Physics-Informed Neural Networks Enhanced by Finite Element Analysis for System Identification of a Lab-Scale Nonlinear Cantilever Beam
Please login to view abstract download link
Towards a digital twin of a full-scale hydro turbine, we propose a data-driven physics-informed twin for a lab-scale cantilever beam system featuring two springs at its free end which introduces geometric nonlinearities. To achieve accurate predictions, estimate latent parameters, and quantify uncertainty, we leverage a physics-informed neural network framework as a trial solution for the finite element formulation to reduce the physical residual loss of the neural network. By doing so, we aim to bridge the gap between machine learning techniques and computational mechanics.

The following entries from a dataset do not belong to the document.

// urlwarden-core/src/core/mod.rs
// ============================================================================
// Module: Urlwarden Core Types
// Description: Canonical record, URL, and verdict structures.
// Purpose: Provide stable, serializable types for the inspection pipeline.
// Dependencies: serde
// ============================================================================

//! ## Overview
//! Core types define the reference-data records, URL decomposition, and
//! verdict structures used throughout Urlwarden. These types are the
//! canonical source of truth for any derived API surfaces (HTTP or CLI).

// ============================================================================
// SECTION: Submodules
// ============================================================================

pub mod records;
pub mod url;
pub mod verdict;

// ============================================================================
// SECTION: Re-Exports
// ============================================================================

pub use records::PatternType;
pub use records::ReputationRecord;
pub use records::ReputationStatus;
pub use records::SignatureRecord;
pub use records::ThreatType;
pub use url::RawRequest;
pub use url::UrlParts;
pub use verdict::CheckReport;
pub use verdict::Decision;
pub use verdict::DetectedThreat;
pub use verdict::ReputationCheckSummary;
pub use verdict::SecurityChecks;
pub use verdict::Severity;
pub use verdict::SignatureCheckSummary;
pub use verdict::ThreatCategory;
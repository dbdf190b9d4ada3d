// urlwarden-server/src/server.rs
// ============================================================================
// Module: Urlwarden HTTP Server
// Description: Route wiring and request handling for the check API.
// Purpose: Expose the inspection pipeline over HTTP with health and stats.
// Dependencies: urlwarden-core, urlwarden-config, urlwarden-store-sqlite, axum, tokio
// ============================================================================

//! ## Overview
//! The server exposes four routes: the check endpoint, health, stats, and
//! the dashboard. Handlers read the raw request URI rather than decoded
//! path parameters so the pipeline's evasion pre-check sees the bytes the
//! client actually sent. Metrics and audit recording happen after the
//! verdict and never change the response.

// ============================================================================
// SECTION: Imports
// ============================================================================

use std::net::SocketAddr;
use std::sync::Arc;
use std::time::Instant;
use std::time::SystemTime;
use std::time::UNIX_EPOCH;

use axum::Router;
use axum::extract::State;
use axum::http::StatusCode;
use axum::http::Uri;
use axum::response::Html;
use axum::response::IntoResponse;
use axum::response::Response;
use axum::routing::get;
use thiserror::Error;
use time::OffsetDateTime;
use time::format_description::well_known::Rfc3339;
use urlwarden_config::AuditSinkKind;
use urlwarden_config::StoreBackend;
use urlwarden_config::UrlwardenConfig;
use urlwarden_core::Classification;
use urlwarden_core::InMemoryReputationStore;
use urlwarden_core::InMemorySignatureStore;
use urlwarden_core::InspectError;
use urlwarden_core::RawRequest;
use urlwarden_core::SecurityMetrics;
use urlwarden_core::SharedReputationStore;
use urlwarden_core::SharedSignatureStore;
use urlwarden_core::UrlInspector;
use urlwarden_store_sqlite::SqliteReputationStore;
use urlwarden_store_sqlite::SqliteSignatureStore;
use urlwarden_store_sqlite::SqliteStoreConfig;
use urlwarden_store_sqlite::default_reputation;
use urlwarden_store_sqlite::default_signatures;

use crate::audit::AuditSink;
use crate::audit::CheckAuditEvent;
use crate::audit::FileAuditSink;
use crate::audit::ServerAuditEvent;
use crate::audit::StderrAuditSink;
use crate::dashboard::DASHBOARD_HTML;
use crate::response::HealthBody;
use crate::response::malformed_request_body;
use crate::response::processing_error_body;

#[cfg(test)]
mod tests;

// ============================================================================
// SECTION: Constants
// ============================================================================

/// Route prefix preceding the path-embedded target URL.
const URLINFO_PREFIX: &str = "/urlinfo/1/";

// ============================================================================
// SECTION: Errors
// ============================================================================

/// Server construction and serving errors.
#[derive(Debug, Error)]
pub enum ServerError {
    /// Configuration was invalid for serving.
    #[error("server config error: {0}")]
    Config(String),
    /// A component failed to initialize.
    #[error("server init error: {0}")]
    Init(String),
    /// The transport failed to bind or serve.
    #[error("server transport error: {0}")]
    Transport(String),
}

// ============================================================================
// SECTION: Store Wiring
// ============================================================================

/// Builds the configured reference stores, seeding them when requested.
///
/// # Errors
///
/// Returns [`ServerError`] when the SQLite backend is selected without a
/// path or cannot be opened or seeded.
pub fn build_stores(
    config: &UrlwardenConfig,
) -> Result<(SharedSignatureStore, SharedReputationStore), ServerError> {
    match config.stores.backend {
        StoreBackend::Memory => {
            let (signatures, reputation) = if config.stores.seed_defaults {
                (
                    InMemorySignatureStore::with_records(default_signatures()),
                    InMemoryReputationStore::with_records(default_reputation()),
                )
            } else {
                (InMemorySignatureStore::new(), InMemoryReputationStore::new())
            };
            Ok((
                SharedSignatureStore::from_store(signatures),
                SharedReputationStore::from_store(reputation),
            ))
        }
        StoreBackend::Sqlite => {
            let path = config.stores.path.clone().ok_or_else(|| {
                ServerError::Config("sqlite backend requires stores.path".to_string())
            })?;
            let store_config = SqliteStoreConfig {
                path,
                busy_timeout_ms: config.stores.busy_timeout_ms,
            };
            let signatures = SqliteSignatureStore::open(&store_config)
                .map_err(|err| ServerError::Init(err.to_string()))?;
            let reputation = SqliteReputationStore::open(&store_config)
                .map_err(|err| ServerError::Init(err.to_string()))?;
            if config.stores.seed_defaults {
                signatures.seed_defaults().map_err(|err| ServerError::Init(err.to_string()))?;
                reputation.seed_defaults().map_err(|err| ServerError::Init(err.to_string()))?;
            }
            Ok((
                SharedSignatureStore::from_store(signatures),
                SharedReputationStore::from_store(reputation),
            ))
        }
    }
}

/// Builds the configured audit sink.
fn build_audit_sink(config: &UrlwardenConfig) -> Result<Arc<dyn AuditSink>, ServerError> {
    match config.audit.sink {
        AuditSinkKind::Stderr => Ok(Arc::new(StderrAuditSink)),
        AuditSinkKind::File => {
            let path = config.audit.path.as_ref().ok_or_else(|| {
                ServerError::Config("file audit sink requires audit.path".to_string())
            })?;
            let sink =
                FileAuditSink::new(path).map_err(|err| ServerError::Init(err.to_string()))?;
            Ok(Arc::new(sink))
        }
    }
}

// ============================================================================
// SECTION: App State
// ============================================================================

/// Shared state for all HTTP handlers.
pub(crate) struct AppState {
    /// Inspection engine over the configured stores.
    pub(crate) inspector: UrlInspector<SharedSignatureStore, SharedReputationStore>,
    /// Process-wide metrics recorder.
    pub(crate) metrics: SecurityMetrics,
    /// Configured audit sink.
    pub(crate) audit: Arc<dyn AuditSink>,
    /// Process start in unix-epoch seconds.
    pub(crate) started_at: i64,
    /// Process start as an RFC 3339 string.
    pub(crate) start_time: String,
}

// ============================================================================
// SECTION: App Server
// ============================================================================

/// HTTP server wrapping the inspection pipeline.
pub struct AppServer {
    /// Bind address from configuration.
    bind: SocketAddr,
    /// Shared handler state.
    state: Arc<AppState>,
}

impl AppServer {
    /// Builds a server from validated configuration.
    ///
    /// # Errors
    ///
    /// Returns [`ServerError`] when the configuration is invalid or a store
    /// or audit sink fails to initialize.
    pub fn from_config(config: &UrlwardenConfig) -> Result<Self, ServerError> {
        config.validate().map_err(|err| ServerError::Config(err.to_string()))?;
        let bind: SocketAddr = config
            .server
            .bind
            .parse()
            .map_err(|_| ServerError::Config("invalid bind address".to_string()))?;
        let (signatures, reputation) = build_stores(config)?;
        let audit = build_audit_sink(config)?;
        let inspector = UrlInspector::new(signatures, reputation, config.pipeline_config());
        let started_at = unix_seconds();
        let state = Arc::new(AppState {
            inspector,
            metrics: SecurityMetrics::new(),
            audit,
            started_at,
            start_time: rfc3339(started_at),
        });
        Ok(Self {
            bind,
            state,
        })
    }

    /// Returns the configured bind address.
    #[must_use]
    pub const fn bind_addr(&self) -> SocketAddr {
        self.bind
    }

    /// Builds the route tree over the shared state.
    #[must_use]
    pub fn router(&self) -> Router {
        build_router(Arc::clone(&self.state))
    }

    /// Binds the configured address and serves until the transport fails.
    ///
    /// # Errors
    ///
    /// Returns [`ServerError::Transport`] when binding or serving fails.
    pub async fn serve(self) -> Result<(), ServerError> {
        let listener = tokio::net::TcpListener::bind(self.bind)
            .await
            .map_err(|_| ServerError::Transport("bind failed".to_string()))?;
        self.state.audit.record_server(&ServerAuditEvent::started(&self.bind.to_string()));
        let router = self.router();
        axum::serve(listener, router)
            .await
            .map_err(|_| ServerError::Transport("server failed".to_string()))
    }
}

/// Builds the route tree.
fn build_router(state: Arc<AppState>) -> Router {
    Router::new()
        .route("/urlinfo/1/{*url_parts}", get(handle_urlinfo))
        .route("/health", get(handle_health))
        .route("/stats", get(handle_stats))
        .route("/dashboard", get(handle_dashboard))
        .with_state(state)
}

// ============================================================================
// SECTION: Handlers
// ============================================================================

/// Handles check requests on the raw, undecoded request URI.
async fn handle_urlinfo(State(state): State<Arc<AppState>>, uri: Uri) -> Response {
    let started = Instant::now();
    let fragment = uri.path().strip_prefix(URLINFO_PREFIX).unwrap_or_default().to_string();
    let request = RawRequest {
        path_fragment: fragment,
        query_string: uri.query().map(ToString::to_string),
    };

    match state.inspector.check(&request) {
        Ok(report) => {
            let now = unix_seconds();
            let classification = Classification::from_report(&report);
            // Metrics loss is observability-only; the verdict still returns.
            let _ = state.metrics.record(report.url.clone(), classification, now);
            state
                .audit
                .record_check(&CheckAuditEvent::verdict(&report, elapsed_millis(&started)));
            (StatusCode::OK, axum::Json(report)).into_response()
        }
        Err(InspectError::MalformedRequest(_)) => {
            state.audit.record_check(&CheckAuditEvent::malformed(
                &request.path_fragment,
                elapsed_millis(&started),
            ));
            (StatusCode::BAD_REQUEST, axum::Json(malformed_request_body())).into_response()
        }
        Err(InspectError::Store(err)) => {
            state.audit.record_check(&CheckAuditEvent::store_error(
                &request.path_fragment,
                err.to_string(),
                elapsed_millis(&started),
            ));
            (StatusCode::INTERNAL_SERVER_ERROR, axum::Json(processing_error_body()))
                .into_response()
        }
    }
}

/// Handles liveness checks.
async fn handle_health(State(state): State<Arc<AppState>>) -> Response {
    let body = HealthBody {
        status: "healthy",
        uptime_seconds: unix_seconds().saturating_sub(state.started_at),
        start_time: state.start_time.clone(),
    };
    (StatusCode::OK, axum::Json(body)).into_response()
}

/// Handles metrics snapshot reads.
async fn handle_stats(State(state): State<Arc<AppState>>) -> Response {
    match state.metrics.snapshot(unix_seconds()) {
        Ok(snapshot) => (StatusCode::OK, axum::Json(snapshot)).into_response(),
        Err(_) => {
            (StatusCode::INTERNAL_SERVER_ERROR, axum::Json(processing_error_body()))
                .into_response()
        }
    }
}

/// Handles dashboard page requests.
async fn handle_dashboard() -> Response {
    Html(DASHBOARD_HTML).into_response()
}

// ============================================================================
// SECTION: Time Helpers
// ============================================================================

/// Returns seconds since the unix epoch.
fn unix_seconds() -> i64 {
    SystemTime::now()
        .duration_since(UNIX_EPOCH)
        .map_or(0, |elapsed| i64::try_from(elapsed.as_secs()).unwrap_or(i64::MAX))
}

/// Returns elapsed whole milliseconds since `started`.
fn elapsed_millis(started: &Instant) -> u64 {
    u64::try_from(started.elapsed().as_millis()).unwrap_or(u64::MAX)
}

/// Formats a unix-epoch second as RFC 3339, falling back to the raw value.
fn rfc3339(unix: i64) -> String {
    OffsetDateTime::from_unix_timestamp(unix)
        .ok()
        .and_then(|datetime| datetime.format(&Rfc3339).ok())
        .unwrap_or_else(|| unix.to_string())
}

Our approach uses the weak form of physical equations to reduce the order of derivatives; while strategically incorporating boundary terms and forcing terms into the weak formulation to minimize competing loss functions. Two critical challenges we address are the limited knowledge of the system’s underlying physics and the presence of noisy experimental data—both of which introduce uncertainties during training and impact the reliability and robustness of predictions. To mitigate these issues, we combine known physics with an additional unknown function, employing Bayesian inference methods to quantify both modeling and measurement uncertainties. This allows the neural network to effectively handle incomplete or imprecise physical models. The effectiveness of our methodology will be validated through various case studies, spanning both linear and nonlinear systems, including multi-degree-of-freedom setups, fluid-solid interaction models, beam-moving mass systems, and finally, the lab-scale cantilever beam configuration. The ultimate goal is to estimate the spring stiffness values and predict beam responses at any point along its length, even in the presence of uncertain model parameters and noisy measurements. By achieving these objectives, we aim to apply our insights and methodology to real-world hydro turbine operations, enhancing both operational efficiency and predictive maintenance strategies.